» **Brief**
Copy each entry as written.

(Saved entries)
________
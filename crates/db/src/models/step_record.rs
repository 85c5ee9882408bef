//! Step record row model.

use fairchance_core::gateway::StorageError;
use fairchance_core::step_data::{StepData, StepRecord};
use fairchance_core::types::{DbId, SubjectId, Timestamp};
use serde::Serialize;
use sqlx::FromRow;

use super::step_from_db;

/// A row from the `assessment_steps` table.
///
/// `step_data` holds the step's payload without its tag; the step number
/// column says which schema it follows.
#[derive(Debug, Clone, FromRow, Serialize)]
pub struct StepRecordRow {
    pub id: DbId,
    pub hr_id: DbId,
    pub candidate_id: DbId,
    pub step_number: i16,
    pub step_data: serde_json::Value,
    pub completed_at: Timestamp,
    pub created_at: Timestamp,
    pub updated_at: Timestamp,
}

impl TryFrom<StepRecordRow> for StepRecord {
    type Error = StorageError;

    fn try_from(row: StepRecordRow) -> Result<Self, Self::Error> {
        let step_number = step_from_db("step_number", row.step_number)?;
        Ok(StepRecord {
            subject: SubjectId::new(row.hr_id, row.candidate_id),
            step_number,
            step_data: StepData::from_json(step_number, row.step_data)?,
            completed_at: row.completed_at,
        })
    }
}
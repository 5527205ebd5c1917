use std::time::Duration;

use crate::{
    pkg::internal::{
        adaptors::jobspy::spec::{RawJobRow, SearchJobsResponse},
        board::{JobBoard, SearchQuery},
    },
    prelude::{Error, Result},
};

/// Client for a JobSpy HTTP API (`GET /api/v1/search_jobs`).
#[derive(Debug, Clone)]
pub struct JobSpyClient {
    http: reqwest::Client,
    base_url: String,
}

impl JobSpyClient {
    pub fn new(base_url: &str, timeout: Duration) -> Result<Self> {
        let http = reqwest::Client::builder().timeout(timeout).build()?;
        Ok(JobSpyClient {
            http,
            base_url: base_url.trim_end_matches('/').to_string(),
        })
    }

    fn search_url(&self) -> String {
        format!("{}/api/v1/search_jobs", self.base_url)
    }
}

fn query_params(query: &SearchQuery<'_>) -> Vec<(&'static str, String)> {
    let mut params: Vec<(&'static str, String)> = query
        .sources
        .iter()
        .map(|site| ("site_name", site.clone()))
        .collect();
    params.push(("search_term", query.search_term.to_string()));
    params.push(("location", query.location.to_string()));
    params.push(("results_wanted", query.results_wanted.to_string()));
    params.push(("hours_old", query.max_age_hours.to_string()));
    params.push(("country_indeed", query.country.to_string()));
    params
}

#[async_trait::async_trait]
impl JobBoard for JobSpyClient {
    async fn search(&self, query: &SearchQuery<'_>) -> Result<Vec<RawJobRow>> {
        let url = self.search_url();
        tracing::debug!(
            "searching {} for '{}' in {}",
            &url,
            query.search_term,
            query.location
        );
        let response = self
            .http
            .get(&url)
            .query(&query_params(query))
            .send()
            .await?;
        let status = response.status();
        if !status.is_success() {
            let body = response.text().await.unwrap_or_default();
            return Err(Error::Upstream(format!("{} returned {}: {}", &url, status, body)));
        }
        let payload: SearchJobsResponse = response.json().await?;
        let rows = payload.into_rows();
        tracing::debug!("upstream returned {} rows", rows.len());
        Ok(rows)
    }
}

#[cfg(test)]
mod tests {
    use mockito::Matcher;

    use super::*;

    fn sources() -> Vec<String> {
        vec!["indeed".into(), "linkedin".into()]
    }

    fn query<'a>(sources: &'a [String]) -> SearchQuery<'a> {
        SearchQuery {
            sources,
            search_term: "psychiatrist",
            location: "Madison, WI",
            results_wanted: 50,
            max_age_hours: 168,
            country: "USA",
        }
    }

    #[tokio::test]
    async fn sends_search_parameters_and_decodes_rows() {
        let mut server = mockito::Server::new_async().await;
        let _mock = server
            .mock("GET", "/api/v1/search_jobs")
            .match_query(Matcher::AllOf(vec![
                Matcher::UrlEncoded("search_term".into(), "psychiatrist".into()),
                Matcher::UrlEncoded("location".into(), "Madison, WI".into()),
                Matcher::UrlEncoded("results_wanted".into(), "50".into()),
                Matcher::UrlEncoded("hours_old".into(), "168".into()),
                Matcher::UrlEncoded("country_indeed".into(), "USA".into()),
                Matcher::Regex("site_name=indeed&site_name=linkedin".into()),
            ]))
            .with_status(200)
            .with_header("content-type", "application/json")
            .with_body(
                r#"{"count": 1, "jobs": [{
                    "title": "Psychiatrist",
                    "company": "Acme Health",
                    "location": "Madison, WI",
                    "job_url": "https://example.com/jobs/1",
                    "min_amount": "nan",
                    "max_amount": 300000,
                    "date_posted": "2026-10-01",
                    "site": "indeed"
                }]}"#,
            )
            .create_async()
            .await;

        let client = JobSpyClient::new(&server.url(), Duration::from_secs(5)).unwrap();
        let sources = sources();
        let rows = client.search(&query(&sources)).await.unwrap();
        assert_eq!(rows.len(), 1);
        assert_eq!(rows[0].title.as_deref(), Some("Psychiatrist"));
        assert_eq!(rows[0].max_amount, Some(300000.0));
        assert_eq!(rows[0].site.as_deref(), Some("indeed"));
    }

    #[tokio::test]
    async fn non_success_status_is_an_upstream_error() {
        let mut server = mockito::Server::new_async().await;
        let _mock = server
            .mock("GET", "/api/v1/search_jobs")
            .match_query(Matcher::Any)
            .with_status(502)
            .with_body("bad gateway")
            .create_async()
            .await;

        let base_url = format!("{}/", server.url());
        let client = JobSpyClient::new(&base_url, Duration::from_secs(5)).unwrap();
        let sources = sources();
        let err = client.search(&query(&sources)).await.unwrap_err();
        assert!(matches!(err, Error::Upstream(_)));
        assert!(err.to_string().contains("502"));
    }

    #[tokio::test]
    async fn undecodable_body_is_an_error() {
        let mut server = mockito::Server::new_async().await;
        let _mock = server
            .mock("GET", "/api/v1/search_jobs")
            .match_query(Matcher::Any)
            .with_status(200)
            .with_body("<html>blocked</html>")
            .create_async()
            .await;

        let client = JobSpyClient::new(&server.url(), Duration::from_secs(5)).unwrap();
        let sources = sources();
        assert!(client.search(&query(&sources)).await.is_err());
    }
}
________
» **Result**
filename crates/db/src/models/step_record.rs
repository 85c5ee9882408bef
//! Step record row model.

use fairchance_core::gateway::StorageError;
use fairchance_core::step_data::{StepData, StepRecord};
use fairchance_core::types::{DbId, SubjectId, Timestamp};
use serde::Serialize;
use sqlx::FromRow;

use super::step_from_db;

/// A row from the `assessment_steps` table.
///
/// `step_data` holds the step's payload without its tag; the step number
/// column says which schema it follows.
#[derive(Debug, Clone, FromRow, Serialize)]
pub struct StepRecordRow {
    pub id: DbId,
    pub hr_id: DbId,
    pub candidate_id: DbId,
    pub step_number: i16,
    pub step_data: serde_json::Value,
    pub completed_at: Timestamp,
    pub created_at: Timestamp,
    pub updated_at: Timestamp,
}

impl TryFrom<StepRecordRow> for StepRecord {
    type Error = StorageError;

    fn try_from(row: StepRecordRow) -> Result<Self, Self::Error> {
        let step_number = step_from_db("step_number", row.step_number)?;
        Ok(StepRecord {
            subject: SubjectId::new(row.hr_id, row.candidate_id),
            step_number,
            step_data: StepData::from_json(step_number, row.step_data)?,
            completed_at: row.completed_at,
        })
    }
}
repository 5527205ebd5c1917
use std::time::Duration;

use crate::{
    pkg::internal::{
        adaptors::jobspy::spec::{RawJobRow, SearchJobsResponse},
        board::{JobBoard, SearchQuery},
    },
    prelude::{Error, Result},
};

/// Client for a JobSpy HTTP API (`GET /api/v1/search_jobs`).
#[derive(Debug, Clone)]
pub struct JobSpyClient {
    http: reqwest::Client,
    base_url: String,
}

impl JobSpyClient {
    pub fn new(base_url: &str, timeout: Duration) -> Result<Self> {
        let http = reqwest::Client::builder().timeout(timeout).build()?;
        Ok(JobSpyClient {
            http,
            base_url: base_url.trim_end_matches('/').to_string(),
        })
    }

    fn search_url(&self) -> String {
        format!("{}/api/v1/search_jobs", self.base_url)
    }
}

fn query_params(query: &SearchQuery<'_>) -> Vec<(&'static str, String)> {
    let mut params: Vec<(&'static str, String)> = query
        .sources
        .iter()
        .map(|site| ("site_name", site.clone()))
        .collect();
    params.push(("search_term", query.search_term.to_string()));
    params.push(("location", query.location.to_string()));
    params.push(("results_wanted", query.results_wanted.to_string()));
    params.push(("hours_old", query.max_age_hours.to_string()));
    params.push(("country_indeed", query.country.to_string()));
    params
}

#[async_trait::async_trait]
impl JobBoard for JobSpyClient {
    async fn search(&self, query: &SearchQuery<'_>) -> Result<Vec<RawJobRow>> {
        let url = self.search_url();
        tracing::debug!(
            "searching {} for '{}' in {}",
            &url,
            query.search_term,
            query.location
        );
        let response = self
            .http
            .get(&url)
            .query(&query_params(query))
            .send()
            .await?;
        let status = response.status();
        if !status.is_success() {
            let body = response.text().await.unwrap_or_default();
            return Err(Error::Upstream(format!("{} returned {}: {}", &url, status, body)));
        }
        let payload: SearchJobsResponse = response.json().await?;
        let rows = payload.into_rows();
        tracing::debug!("upstream returned {} rows", rows.len());
        Ok(rows)
    }
}

#[cfg(test)]
mod tests {
    use mockito::Matcher;

    use super::*;

    fn sources() -> Vec<String> {
        vec!["indeed".into(), "linkedin".into()]
    }

    fn query<'a>(sources: &'a [String]) -> SearchQuery<'a> {
        SearchQuery {
            sources,
            search_term: "psychiatrist",
            location: "Madison, WI",
            results_wanted: 50,
            max_age_hours: 168,
            country: "USA",
        }
    }

    #[tokio::test]
    async fn sends_search_parameters_and_decodes_rows() {
        let mut server = mockito::Server::new_async().await;
        let _mock = server
            .mock("GET", "/api/v1/search_jobs")
            .match_query(Matcher::AllOf(vec![
                Matcher::UrlEncoded("search_term".into(), "psychiatrist".into()),
                Matcher::UrlEncoded("location".into(), "Madison, WI".into()),
                Matcher::UrlEncoded("results_wanted".into(), "50".into()),
                Matcher::UrlEncoded("hours_old".into(), "168".into()),
                Matcher::UrlEncoded("country_indeed".into(), "USA".into()),
                Matcher::Regex("site_name=indeed&site_name=linkedin".into()),
            ]))
            .with_status(200)
            .with_header("content-type", "application/json")
            .with_body(
                r#"{"count": 1, "jobs": [{
                    "title": "Psychiatrist",
                    "company": "Acme Health",
                    "location": "Madison, WI",
                    "job_url": "https://example.com/jobs/1",
                    "min_amount": "nan",
                    "max_amount": 300000,
                    "date_posted": "2026-10-01",
                    "site": "indeed"
                }]}"#,
            )
            .create_async()
            .await;

        let client = JobSpyClient::new(&server.url(), Duration::from_secs(5)).unwrap();
        let sources = sources();
        let rows = client.search(&query(&sources)).await.unwrap();
        assert_eq!(rows.len(), 1);
        assert_eq!(rows[0].title.as_deref(), Some("Psychiatrist"));
        assert_eq!(rows[0].max_amount, Some(300000.0));
        assert_eq!(rows[0].site.as_deref(), Some("indeed"));
    }

    #[tokio::test]
    async fn non_success_status_is_an_upstream_error() {
        let mut server = mockito::Server::new_async().await;
        let _mock = server
            .mock("GET", "/api/v1/search_jobs")
            .match_query(Matcher::Any)
            .with_status(502)
            .with_body("bad gateway")
            .create_async()
            .await;

        let base_url = format!("{}/", server.url());
        let client = JobSpyClient::new(&base_url, Duration::from_secs(5)).unwrap();
        let sources = sources();
        let err = client.search(&query(&sources)).await.unwrap_err();
        assert!(matches!(err, Error::Upstream(_)));
        assert!(err.to_string().contains("502"));
    }

    #[tokio::test]
    async fn undecodable_body_is_an_error() {
        let mut server = mockito::Server::new_async().await;
        let _mock = server
            .mock("GET", "/api/v1/search_jobs")
            .match_query(Matcher::Any)
            .with_status(200)
            .with_body("<html>blocked</html>")
            .create_async()
            .await;

        let client = JobSpyClient::new(&server.url(), Duration::from_secs(5)).unwrap();
        let sources = sources();
        assert!(client.search(&query(&sources)).await.is_err());
    }
}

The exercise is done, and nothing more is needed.